Problem statement: Wherever the string "rooted" occurs in a line of these records, report that line.

Extracted data:

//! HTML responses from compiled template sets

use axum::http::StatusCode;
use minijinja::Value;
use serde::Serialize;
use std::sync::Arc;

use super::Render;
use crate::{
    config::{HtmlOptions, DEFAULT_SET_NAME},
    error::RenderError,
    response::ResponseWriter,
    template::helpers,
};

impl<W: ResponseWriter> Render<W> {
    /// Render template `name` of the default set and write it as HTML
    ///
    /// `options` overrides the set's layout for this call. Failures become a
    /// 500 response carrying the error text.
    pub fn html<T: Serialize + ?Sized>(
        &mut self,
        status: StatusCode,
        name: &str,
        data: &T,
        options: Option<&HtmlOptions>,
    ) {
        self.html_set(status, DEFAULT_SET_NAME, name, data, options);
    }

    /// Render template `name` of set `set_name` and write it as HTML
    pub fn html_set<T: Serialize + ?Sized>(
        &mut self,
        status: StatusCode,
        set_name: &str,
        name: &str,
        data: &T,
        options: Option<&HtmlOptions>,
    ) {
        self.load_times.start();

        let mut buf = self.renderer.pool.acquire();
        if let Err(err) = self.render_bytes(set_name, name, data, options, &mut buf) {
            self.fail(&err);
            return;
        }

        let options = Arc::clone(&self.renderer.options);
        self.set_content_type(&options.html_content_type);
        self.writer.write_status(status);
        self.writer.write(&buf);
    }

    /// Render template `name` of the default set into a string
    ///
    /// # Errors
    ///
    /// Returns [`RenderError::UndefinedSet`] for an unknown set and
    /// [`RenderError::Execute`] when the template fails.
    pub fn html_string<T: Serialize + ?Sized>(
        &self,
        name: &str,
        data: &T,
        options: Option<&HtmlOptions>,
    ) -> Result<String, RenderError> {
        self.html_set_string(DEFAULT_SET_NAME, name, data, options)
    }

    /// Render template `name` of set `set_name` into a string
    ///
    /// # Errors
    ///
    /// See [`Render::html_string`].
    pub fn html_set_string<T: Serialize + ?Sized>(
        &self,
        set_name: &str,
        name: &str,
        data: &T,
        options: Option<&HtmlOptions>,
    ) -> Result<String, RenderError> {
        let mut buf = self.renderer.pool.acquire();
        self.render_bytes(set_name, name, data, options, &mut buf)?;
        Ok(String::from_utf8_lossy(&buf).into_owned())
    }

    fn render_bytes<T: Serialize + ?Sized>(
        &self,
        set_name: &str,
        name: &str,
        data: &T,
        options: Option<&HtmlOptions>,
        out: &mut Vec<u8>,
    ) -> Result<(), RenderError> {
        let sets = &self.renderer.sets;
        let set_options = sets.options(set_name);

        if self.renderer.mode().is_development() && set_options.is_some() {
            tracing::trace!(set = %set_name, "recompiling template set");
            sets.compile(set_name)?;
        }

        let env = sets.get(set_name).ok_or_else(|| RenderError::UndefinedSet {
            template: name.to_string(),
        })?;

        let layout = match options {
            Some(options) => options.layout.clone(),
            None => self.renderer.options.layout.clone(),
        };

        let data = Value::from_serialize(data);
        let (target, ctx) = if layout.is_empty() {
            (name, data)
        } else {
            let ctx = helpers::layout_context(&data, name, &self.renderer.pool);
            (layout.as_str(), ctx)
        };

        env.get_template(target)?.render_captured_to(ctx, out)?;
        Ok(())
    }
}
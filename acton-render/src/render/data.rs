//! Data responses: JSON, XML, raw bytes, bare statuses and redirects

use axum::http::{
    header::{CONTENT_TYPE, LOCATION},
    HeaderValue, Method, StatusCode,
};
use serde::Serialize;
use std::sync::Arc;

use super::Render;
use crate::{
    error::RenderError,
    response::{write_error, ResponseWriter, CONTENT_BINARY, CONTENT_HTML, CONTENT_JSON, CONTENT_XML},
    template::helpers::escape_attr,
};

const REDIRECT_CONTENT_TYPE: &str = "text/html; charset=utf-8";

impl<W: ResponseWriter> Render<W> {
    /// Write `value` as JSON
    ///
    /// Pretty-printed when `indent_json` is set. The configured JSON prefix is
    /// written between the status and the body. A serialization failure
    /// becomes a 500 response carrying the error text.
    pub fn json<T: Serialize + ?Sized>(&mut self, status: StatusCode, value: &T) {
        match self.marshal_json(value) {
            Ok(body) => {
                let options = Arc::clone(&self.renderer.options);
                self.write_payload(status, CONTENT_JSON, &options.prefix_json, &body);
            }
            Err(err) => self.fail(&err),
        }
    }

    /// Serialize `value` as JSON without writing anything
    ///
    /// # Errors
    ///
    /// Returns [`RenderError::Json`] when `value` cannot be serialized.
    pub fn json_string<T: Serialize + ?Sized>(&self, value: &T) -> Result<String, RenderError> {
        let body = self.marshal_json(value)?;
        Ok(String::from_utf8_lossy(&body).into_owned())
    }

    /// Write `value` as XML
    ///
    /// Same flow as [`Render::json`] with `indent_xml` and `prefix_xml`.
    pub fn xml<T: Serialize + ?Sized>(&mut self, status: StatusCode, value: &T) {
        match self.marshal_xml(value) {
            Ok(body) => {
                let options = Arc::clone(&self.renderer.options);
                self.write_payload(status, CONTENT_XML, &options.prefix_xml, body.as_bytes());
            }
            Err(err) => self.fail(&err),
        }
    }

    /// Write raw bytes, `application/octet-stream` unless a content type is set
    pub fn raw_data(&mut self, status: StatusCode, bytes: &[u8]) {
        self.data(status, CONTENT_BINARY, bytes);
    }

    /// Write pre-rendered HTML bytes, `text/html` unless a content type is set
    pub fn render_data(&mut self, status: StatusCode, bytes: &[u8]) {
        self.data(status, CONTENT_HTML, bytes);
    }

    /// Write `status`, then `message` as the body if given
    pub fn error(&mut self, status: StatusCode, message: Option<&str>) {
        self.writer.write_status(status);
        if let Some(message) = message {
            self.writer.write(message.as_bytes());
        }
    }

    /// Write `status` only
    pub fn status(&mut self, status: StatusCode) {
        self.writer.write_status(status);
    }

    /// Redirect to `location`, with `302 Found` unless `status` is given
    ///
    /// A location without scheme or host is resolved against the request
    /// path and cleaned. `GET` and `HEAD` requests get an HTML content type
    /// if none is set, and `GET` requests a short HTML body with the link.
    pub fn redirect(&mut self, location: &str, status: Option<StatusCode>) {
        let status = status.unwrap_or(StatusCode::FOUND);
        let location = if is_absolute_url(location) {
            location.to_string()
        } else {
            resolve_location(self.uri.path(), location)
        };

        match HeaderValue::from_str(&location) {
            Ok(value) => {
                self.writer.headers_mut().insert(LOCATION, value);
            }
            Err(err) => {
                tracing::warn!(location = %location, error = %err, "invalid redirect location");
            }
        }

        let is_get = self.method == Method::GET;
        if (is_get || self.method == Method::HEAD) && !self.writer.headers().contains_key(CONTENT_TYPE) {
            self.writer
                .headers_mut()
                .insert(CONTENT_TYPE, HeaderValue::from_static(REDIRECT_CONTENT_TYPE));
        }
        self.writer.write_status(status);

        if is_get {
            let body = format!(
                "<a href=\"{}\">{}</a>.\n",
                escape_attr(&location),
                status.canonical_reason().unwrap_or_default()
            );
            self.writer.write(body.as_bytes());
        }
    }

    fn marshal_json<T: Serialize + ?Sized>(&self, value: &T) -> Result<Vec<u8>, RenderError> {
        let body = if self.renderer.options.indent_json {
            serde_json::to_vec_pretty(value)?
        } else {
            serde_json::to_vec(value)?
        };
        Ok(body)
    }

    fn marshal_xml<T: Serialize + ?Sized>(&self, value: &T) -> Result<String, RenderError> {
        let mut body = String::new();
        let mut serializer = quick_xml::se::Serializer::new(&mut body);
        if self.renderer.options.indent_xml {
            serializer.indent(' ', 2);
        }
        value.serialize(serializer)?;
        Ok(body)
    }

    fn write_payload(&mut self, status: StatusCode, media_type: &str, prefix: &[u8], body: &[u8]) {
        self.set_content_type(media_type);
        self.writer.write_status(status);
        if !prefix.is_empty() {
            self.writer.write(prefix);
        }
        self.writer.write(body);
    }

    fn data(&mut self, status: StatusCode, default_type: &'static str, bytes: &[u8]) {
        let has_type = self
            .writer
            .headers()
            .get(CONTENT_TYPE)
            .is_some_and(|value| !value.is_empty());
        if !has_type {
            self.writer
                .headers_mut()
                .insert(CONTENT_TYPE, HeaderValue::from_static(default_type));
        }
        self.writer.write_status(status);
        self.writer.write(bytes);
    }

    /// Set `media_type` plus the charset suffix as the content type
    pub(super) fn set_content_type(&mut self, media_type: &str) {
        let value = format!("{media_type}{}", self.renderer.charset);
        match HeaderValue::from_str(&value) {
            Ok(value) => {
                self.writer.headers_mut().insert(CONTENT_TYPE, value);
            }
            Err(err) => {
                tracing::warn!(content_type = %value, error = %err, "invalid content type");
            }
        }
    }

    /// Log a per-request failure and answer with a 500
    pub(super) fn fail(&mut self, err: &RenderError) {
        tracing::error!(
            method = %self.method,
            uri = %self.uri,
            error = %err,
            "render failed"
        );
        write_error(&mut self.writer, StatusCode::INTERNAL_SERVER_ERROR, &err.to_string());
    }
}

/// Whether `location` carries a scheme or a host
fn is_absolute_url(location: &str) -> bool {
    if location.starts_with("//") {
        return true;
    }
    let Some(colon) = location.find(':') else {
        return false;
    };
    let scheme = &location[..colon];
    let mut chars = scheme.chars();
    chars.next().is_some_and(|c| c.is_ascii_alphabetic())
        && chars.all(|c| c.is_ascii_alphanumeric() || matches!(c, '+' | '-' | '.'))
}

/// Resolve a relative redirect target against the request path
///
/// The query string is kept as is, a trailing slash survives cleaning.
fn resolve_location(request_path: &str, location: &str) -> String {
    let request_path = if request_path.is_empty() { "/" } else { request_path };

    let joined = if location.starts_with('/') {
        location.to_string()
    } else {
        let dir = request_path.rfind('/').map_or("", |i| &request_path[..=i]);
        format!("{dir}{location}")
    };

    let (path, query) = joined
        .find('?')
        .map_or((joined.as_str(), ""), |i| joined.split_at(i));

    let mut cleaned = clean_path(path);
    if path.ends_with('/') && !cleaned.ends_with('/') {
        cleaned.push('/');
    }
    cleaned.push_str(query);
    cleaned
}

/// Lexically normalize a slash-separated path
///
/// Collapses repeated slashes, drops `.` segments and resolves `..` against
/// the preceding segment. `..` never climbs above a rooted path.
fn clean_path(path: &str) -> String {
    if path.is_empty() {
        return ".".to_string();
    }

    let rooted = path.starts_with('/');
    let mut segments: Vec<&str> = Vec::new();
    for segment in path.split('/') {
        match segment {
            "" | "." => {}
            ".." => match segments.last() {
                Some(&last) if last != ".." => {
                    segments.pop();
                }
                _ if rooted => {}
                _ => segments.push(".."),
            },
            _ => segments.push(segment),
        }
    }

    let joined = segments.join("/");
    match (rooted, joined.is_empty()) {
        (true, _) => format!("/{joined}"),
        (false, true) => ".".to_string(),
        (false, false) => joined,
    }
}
---
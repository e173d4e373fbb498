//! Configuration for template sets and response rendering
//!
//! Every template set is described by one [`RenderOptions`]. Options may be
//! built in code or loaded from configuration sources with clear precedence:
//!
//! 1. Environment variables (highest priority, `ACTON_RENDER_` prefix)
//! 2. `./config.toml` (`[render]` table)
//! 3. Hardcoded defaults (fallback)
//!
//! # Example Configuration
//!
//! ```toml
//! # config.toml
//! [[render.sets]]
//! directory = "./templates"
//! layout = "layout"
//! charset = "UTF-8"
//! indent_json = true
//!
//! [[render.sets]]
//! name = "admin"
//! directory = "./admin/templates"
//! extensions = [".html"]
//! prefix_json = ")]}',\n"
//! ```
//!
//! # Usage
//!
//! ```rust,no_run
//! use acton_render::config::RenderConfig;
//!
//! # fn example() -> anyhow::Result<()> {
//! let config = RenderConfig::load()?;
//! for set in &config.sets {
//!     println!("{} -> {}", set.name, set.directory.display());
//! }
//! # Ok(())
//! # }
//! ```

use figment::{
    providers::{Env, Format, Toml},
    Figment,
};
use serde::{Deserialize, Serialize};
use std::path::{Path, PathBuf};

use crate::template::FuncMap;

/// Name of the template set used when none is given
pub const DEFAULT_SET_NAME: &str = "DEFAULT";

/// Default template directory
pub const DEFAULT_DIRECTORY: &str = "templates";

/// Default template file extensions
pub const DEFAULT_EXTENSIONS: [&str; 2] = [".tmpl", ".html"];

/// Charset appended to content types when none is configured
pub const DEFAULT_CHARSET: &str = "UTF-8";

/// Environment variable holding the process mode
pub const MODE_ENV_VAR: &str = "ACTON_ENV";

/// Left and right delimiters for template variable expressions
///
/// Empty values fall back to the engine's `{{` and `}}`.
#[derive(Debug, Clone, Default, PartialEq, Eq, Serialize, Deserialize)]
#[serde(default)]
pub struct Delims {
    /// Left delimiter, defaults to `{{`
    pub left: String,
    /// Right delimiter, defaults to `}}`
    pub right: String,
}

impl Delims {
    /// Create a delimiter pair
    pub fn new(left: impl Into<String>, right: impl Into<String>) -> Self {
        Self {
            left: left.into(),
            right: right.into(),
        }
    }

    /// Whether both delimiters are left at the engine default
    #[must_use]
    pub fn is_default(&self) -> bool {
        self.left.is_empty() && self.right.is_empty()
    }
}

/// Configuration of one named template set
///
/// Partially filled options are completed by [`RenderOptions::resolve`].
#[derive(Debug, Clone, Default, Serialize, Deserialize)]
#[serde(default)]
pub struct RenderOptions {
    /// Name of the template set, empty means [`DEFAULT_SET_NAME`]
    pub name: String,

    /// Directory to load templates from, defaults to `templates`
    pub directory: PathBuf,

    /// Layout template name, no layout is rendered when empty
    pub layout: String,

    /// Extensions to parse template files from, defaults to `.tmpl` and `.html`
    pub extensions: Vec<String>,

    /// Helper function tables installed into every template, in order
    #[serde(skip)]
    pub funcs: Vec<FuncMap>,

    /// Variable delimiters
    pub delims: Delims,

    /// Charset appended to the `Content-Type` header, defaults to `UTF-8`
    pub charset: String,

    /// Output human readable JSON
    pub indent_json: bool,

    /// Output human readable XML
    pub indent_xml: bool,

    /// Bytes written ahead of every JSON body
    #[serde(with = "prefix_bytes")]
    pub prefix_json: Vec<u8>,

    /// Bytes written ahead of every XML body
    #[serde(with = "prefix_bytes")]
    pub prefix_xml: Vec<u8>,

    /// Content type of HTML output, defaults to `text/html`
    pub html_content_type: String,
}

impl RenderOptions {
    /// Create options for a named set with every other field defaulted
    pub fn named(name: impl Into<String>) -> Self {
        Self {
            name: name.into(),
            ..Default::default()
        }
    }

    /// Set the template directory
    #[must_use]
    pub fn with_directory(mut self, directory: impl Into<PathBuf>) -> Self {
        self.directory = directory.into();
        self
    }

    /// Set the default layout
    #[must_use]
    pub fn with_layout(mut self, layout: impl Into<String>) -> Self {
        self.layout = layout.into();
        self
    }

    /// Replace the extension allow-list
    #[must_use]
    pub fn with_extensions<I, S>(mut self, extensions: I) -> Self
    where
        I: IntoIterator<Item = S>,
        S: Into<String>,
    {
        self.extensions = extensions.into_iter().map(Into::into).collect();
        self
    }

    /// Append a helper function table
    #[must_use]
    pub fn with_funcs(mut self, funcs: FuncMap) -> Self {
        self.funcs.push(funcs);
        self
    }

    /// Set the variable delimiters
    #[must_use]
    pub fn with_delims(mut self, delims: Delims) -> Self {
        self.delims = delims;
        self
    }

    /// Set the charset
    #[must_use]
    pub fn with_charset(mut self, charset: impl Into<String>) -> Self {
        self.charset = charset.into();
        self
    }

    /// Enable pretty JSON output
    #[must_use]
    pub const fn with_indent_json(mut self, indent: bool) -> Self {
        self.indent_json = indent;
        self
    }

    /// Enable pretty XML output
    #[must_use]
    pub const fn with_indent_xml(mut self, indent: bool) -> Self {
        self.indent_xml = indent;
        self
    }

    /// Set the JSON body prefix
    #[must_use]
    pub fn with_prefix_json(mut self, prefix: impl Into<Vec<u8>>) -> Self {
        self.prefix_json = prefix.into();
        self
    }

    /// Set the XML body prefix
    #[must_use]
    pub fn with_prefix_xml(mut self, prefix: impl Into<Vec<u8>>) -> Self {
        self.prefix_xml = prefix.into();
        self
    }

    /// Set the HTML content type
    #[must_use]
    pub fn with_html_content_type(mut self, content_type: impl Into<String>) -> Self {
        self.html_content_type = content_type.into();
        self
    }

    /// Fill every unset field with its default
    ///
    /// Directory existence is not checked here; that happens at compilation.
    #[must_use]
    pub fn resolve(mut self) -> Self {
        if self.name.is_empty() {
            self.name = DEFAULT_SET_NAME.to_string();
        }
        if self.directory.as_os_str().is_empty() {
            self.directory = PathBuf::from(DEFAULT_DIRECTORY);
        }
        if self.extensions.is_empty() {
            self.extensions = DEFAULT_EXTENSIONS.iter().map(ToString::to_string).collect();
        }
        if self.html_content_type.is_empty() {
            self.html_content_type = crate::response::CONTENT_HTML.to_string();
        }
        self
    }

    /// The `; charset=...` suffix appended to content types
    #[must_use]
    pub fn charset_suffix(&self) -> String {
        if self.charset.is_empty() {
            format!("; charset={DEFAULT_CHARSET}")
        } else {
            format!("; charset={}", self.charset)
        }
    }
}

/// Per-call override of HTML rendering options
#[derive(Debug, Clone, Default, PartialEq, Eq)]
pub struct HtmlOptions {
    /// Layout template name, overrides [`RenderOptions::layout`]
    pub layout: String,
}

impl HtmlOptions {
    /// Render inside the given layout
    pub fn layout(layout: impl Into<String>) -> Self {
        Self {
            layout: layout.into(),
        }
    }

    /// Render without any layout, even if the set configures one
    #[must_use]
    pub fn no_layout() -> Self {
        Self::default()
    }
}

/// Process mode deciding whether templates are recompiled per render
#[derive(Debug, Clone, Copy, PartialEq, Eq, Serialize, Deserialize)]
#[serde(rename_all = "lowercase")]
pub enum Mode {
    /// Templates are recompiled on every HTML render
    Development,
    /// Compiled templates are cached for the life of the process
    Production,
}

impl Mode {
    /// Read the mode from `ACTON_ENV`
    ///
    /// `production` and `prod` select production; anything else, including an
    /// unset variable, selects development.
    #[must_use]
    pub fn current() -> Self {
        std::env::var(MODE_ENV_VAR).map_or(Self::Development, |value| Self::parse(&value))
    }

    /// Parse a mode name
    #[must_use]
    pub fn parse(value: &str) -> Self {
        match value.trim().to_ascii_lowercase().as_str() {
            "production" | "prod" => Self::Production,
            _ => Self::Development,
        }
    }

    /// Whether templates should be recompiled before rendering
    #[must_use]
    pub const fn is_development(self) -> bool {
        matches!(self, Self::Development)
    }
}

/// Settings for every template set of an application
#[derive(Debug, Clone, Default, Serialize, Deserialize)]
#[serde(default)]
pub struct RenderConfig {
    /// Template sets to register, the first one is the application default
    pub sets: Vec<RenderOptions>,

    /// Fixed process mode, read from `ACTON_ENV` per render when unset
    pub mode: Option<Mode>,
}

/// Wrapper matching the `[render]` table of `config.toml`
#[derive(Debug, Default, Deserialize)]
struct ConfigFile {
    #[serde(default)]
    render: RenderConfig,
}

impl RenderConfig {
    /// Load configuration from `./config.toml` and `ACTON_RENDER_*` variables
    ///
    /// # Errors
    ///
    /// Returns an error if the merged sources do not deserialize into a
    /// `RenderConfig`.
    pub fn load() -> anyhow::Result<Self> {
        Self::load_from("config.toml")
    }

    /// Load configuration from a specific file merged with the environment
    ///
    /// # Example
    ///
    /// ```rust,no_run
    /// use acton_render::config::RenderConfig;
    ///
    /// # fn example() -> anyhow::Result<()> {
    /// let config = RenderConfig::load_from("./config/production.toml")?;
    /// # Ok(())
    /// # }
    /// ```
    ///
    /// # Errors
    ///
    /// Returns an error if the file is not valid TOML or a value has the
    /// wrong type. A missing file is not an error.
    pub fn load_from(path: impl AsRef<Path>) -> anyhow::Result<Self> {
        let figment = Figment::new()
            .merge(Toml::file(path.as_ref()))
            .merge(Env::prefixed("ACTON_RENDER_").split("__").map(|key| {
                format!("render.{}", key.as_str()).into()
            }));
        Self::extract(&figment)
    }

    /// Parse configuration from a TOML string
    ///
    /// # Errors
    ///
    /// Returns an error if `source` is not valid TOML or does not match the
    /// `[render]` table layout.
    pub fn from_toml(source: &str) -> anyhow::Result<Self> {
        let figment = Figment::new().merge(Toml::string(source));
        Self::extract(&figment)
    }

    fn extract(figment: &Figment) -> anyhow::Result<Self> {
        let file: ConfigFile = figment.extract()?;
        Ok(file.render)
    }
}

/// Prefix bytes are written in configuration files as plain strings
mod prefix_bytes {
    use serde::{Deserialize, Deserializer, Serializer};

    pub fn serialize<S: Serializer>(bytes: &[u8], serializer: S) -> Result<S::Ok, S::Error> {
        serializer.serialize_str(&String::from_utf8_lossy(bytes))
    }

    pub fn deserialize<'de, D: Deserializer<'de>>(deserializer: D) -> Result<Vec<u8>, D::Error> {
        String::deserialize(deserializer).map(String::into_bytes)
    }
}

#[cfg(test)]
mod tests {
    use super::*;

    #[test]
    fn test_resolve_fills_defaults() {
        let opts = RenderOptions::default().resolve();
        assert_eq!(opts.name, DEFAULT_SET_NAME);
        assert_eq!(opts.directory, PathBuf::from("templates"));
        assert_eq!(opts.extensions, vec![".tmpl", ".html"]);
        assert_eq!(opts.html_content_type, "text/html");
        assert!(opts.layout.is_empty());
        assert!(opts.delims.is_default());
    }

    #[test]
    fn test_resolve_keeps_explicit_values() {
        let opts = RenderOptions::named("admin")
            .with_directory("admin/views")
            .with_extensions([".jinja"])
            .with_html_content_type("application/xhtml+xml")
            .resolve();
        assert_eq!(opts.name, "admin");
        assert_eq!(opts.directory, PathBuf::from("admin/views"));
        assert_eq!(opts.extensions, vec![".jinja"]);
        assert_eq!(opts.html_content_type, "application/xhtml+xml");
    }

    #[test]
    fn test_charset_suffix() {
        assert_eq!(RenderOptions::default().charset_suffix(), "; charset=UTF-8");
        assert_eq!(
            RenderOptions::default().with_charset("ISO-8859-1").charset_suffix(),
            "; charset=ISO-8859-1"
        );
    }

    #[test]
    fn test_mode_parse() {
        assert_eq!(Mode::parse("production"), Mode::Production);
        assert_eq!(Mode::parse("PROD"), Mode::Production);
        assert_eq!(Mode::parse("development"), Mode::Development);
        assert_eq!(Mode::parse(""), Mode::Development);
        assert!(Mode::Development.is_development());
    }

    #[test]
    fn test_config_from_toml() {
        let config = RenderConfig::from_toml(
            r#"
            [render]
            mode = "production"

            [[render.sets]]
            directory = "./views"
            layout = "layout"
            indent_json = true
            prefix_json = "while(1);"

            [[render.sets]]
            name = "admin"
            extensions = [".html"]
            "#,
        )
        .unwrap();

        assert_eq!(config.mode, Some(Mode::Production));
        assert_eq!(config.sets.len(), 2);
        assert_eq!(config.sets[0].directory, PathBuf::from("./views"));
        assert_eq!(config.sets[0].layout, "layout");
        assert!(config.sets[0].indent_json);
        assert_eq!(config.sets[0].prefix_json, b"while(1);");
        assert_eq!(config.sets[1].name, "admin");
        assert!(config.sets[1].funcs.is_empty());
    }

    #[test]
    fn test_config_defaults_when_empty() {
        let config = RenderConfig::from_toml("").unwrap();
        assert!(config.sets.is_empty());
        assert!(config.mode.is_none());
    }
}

Result of the exercise:
/// the preceding segment. `..` never climbs above a rooted path.
    let rooted = path.starts_with('/');
                _ if rooted => {}
    match (rooted, joined.is_empty()) {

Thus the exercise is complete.